This article is a product of a couple of things, the first part comes from research I gathered during a masters course on Leading Change and Innovation and the second part is just my nerdy interest in computer technology, in particular VMware virtualization and Unix/Linux.
Trip down virtual memory lane
How quickly we forget what an undertaking this was to do for VMware’s founders. Sure virtualization had been around before, but only for mainframe systems and no one ever thought or even asked for virtualization for the cheaper x86 platforms. In the late 90s, PCs were manufactured by many different vendors, with different components. The task of virtualizing x86 was a complex problem and took a lot of work, and by 1999 we were introduced to VMware Workstation.
I remember, it was like magic and we were in awe of of VMware’s innovations with Workstation. It was novel and both system administrators and developers geeked out on what they could do with the the hosted system. I learned their VI3 (Virtual Infrastructure 3) technology in 2007 and lost my mind over it. vMotion was just about the sexiest thing I'd ever seen and I am happy to have been able to learn vmfs and the intracacies of virtual machine files and how everything worked across ESX hosts. It was a beautiful thing to me.
This is all ancient history today and virtualization for x86 is considered a commodity. There are tons of open source and hyper converged solutions, which is great for IT admins when it comes to cutting costs and designing a solution that takes the best of all these products. I got to witness one of our Enterprise customers proudly demo the performance increase he got by combining ESXi and Openstack into the same hyper-converged solution when I was still working at VMware. It was great to see how far things have come.
Virtualization has made a lot of cloud solutions possible, however, cloud service providers have been struggling with meeting the demand for resources and management in their offerings. One such PaaS (Platform as a Service) named dotCloud was no stranger to this customer demand and came up with an ingenious way to allow its customers to deliver applications and is now responsible for creating a solution based on LXC (Linux Containers).
dotCloud realized that its customers wanted choices and didn’t want to be bound to one stack, and had several different languages and operating systems that they wanted to be able to run and deploy applications to. It was unrealistic to think it could have such an all encompassing PaaS solution, so dotCloud explored a way to enable the environment of “choice” for its customers.
Docker is Born
Linux Containers have been around since 2003, and it had obscure languages and components that a user had to learn to get them to work. The concept of a container is marvelous though. When I read about LXC in my research I once again felt that magical excitement that VMware’s x86 virtualization technology gave me.
The concept is much like a virtual machine, but really reminded me of Solaris Zones, which was Sun’s version of a container. Using containers grants you the ability to separate applications’ run space from each other but you only need one kernel. This is possible through the use of Linux kernel namespaces, cgroups (chroots), seccomp policies, and profiles, etc. Are the hairs standing up on your neck yet?

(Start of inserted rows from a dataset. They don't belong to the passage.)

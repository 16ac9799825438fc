//! Data store access for the payroll service.
//!
//! Handlers talk to employees, attendance and payroll rows through the
//! [`PayrollStore`] trait. The bundled [`InMemoryStore`] is seeded from the
//! configuration directory.

mod memory;

use chrono::NaiveDate;

use crate::error::EngineResult;
use crate::models::{
    AttendanceRecord, Employee, EmployeeProfile, Office, OfficePositionTiming, PayrollRecord,
    Position,
};

pub use memory::InMemoryStore;

/// Optional office and position restrictions for report queries.
#[derive(Debug, Clone, Default, PartialEq, Eq)]
pub struct EmployeeFilter {
    /// Only employees in this office.
    pub office_id: Option<String>,
    /// Only employees holding this position.
    pub position_id: Option<String>,
}

impl EmployeeFilter {
    /// Whether `employee` passes the filter.
    pub fn matches(&self, employee: &Employee) -> bool {
        let office_ok = self
            .office_id
            .as_ref()
            .is_none_or(|office| employee.office_id.as_ref() == Some(office));
        let position_ok = self
            .position_id
            .as_ref()
            .is_none_or(|position| employee.position_id.as_ref() == Some(position));
        office_ok && position_ok
    }
}

/// A 1-based page of results.
#[derive(Debug, Clone, Copy, PartialEq, Eq)]
pub struct PageRequest {
    /// Page number, starting at 1.
    pub page: u32,
    /// Rows per page.
    pub limit: u32,
}

impl PageRequest {
    /// Rows skipped before this page.
    pub fn offset(&self) -> usize {
        self.page.saturating_sub(1) as usize * self.limit as usize
    }
}

/// Read and write access to payroll data.
pub trait PayrollStore: Send + Sync {
    /// Employees with at least one attendance record in `from..=to`,
    /// filtered, ordered by name and paginated.
    fn employees_with_attendance(
        &self,
        from: NaiveDate,
        to: NaiveDate,
        filter: &EmployeeFilter,
        page: PageRequest,
    ) -> EngineResult<Vec<EmployeeProfile>>;

    /// Looks up one employee.
    fn employee(&self, employee_id: &str) -> EngineResult<Option<Employee>>;

    /// Timing configured for an office and position pair.
    fn office_position_timing(
        &self,
        office_id: &str,
        position_id: &str,
    ) -> EngineResult<Option<OfficePositionTiming>>;

    /// An employee's attendance records in `from..=to`, ordered by date.
    fn attendance_between(
        &self,
        employee_id: &str,
        from: NaiveDate,
        to: NaiveDate,
    ) -> EngineResult<Vec<AttendanceRecord>>;

    /// Distinct dates in a month with at least one attendance record, ascending.
    /// Pass an employee id to restrict to that employee.
    fn attendance_dates(
        &self,
        employee_id: Option<&str>,
        year: i32,
        month: u32,
    ) -> EngineResult<Vec<NaiveDate>>;

    /// All offices ordered by name.
    fn offices(&self) -> EngineResult<Vec<Office>>;

    /// All positions ordered by title.
    fn positions(&self) -> EngineResult<Vec<Position>>;

    /// Inserts or overwrites the payroll row for the record's
    /// (employee, month, year). Returns the row as stored.
    fn upsert_payroll(&self, record: PayrollRecord) -> EngineResult<PayrollRecord>;

    /// Reads a stored payroll row.
    fn payroll(
        &self,
        employee_id: &str,
        month: u32,
        year: i32,
    ) -> EngineResult<Option<PayrollRecord>>;
}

dotCloud innovated containers by taking the complexity of using them away, just like Linux innovated the SunOS kernel back in the day for x86, surpassing Unix in popularity with sysadmins. dotCloud knew it had achieved something amazing with their Docker containers. It gave their users what they wanted: better performance and the ability to easily install and develop applications in a container, then easily deploy to test environments and on to production, as long as you have the Docker engine present to receive and send containers.
Docker has a huge
repository hub of open source projects and APIs from all kinds of developers and in the past year large companies are “docking” on to the band wagon (Google, VMware and Microsoft just to name a few of the big ones) by introducing support for Docker containers. In late 2013 dotCloud changed its name to Docker, and has moved away from the PaaS (Platform as a Service) business to focus on its open source Docker container technology.
It’s pretty exciting, and even got me to try to test drive it, even though I’m not a developer; I just wanted to do some baby tests and feel a little nerdy. I checked to see if anyone had tried
using Docker in VMware Fusion and sure enough I found a blog mapping several ways to go. I selected Ubuntu and am in the process of getting my mini-docker environment running. I doubt I’ll get very far but we’ll see. All I know is this really made me want to geek out again, just like Solaris was my first Unix command line fascination (I was in awe of untarring a file in college and the rest is history), then VMware VI3 magic.